'''
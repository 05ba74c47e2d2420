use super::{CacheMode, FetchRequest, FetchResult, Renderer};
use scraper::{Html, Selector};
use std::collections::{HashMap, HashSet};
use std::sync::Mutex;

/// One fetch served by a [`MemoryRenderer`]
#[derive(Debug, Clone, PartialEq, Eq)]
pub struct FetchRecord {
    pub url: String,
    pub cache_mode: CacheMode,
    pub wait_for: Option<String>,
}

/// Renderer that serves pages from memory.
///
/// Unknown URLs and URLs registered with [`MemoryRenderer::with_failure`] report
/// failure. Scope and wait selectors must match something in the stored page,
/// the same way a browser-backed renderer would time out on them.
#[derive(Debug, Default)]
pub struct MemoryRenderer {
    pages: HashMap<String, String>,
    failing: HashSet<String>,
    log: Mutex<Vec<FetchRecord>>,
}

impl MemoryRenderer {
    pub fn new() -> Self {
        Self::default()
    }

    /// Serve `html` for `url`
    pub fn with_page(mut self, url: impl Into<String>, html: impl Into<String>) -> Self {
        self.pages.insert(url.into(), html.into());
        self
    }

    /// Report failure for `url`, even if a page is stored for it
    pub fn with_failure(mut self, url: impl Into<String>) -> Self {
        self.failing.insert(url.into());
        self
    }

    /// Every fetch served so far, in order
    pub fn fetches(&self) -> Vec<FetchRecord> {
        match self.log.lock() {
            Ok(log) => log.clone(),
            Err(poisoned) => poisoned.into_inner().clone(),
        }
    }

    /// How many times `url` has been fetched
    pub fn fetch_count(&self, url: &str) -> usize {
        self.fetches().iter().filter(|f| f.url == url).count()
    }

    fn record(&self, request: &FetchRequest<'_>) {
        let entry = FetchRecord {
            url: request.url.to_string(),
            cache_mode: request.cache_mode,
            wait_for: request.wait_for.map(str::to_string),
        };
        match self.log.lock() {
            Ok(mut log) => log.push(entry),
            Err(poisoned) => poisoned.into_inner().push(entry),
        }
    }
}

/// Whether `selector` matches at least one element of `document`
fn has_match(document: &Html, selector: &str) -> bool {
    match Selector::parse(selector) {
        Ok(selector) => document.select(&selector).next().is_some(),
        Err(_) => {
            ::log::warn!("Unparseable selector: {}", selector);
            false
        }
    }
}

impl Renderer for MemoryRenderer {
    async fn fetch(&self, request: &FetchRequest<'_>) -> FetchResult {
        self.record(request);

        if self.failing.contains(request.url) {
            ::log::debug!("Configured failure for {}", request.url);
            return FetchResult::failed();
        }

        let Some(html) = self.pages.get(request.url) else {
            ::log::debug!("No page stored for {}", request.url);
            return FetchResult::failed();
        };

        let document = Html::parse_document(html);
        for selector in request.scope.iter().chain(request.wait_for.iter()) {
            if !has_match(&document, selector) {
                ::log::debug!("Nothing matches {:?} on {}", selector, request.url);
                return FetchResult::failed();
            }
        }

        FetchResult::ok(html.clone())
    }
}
'''
State how many lines in the material contain "struct", giving nothing besides the count.

2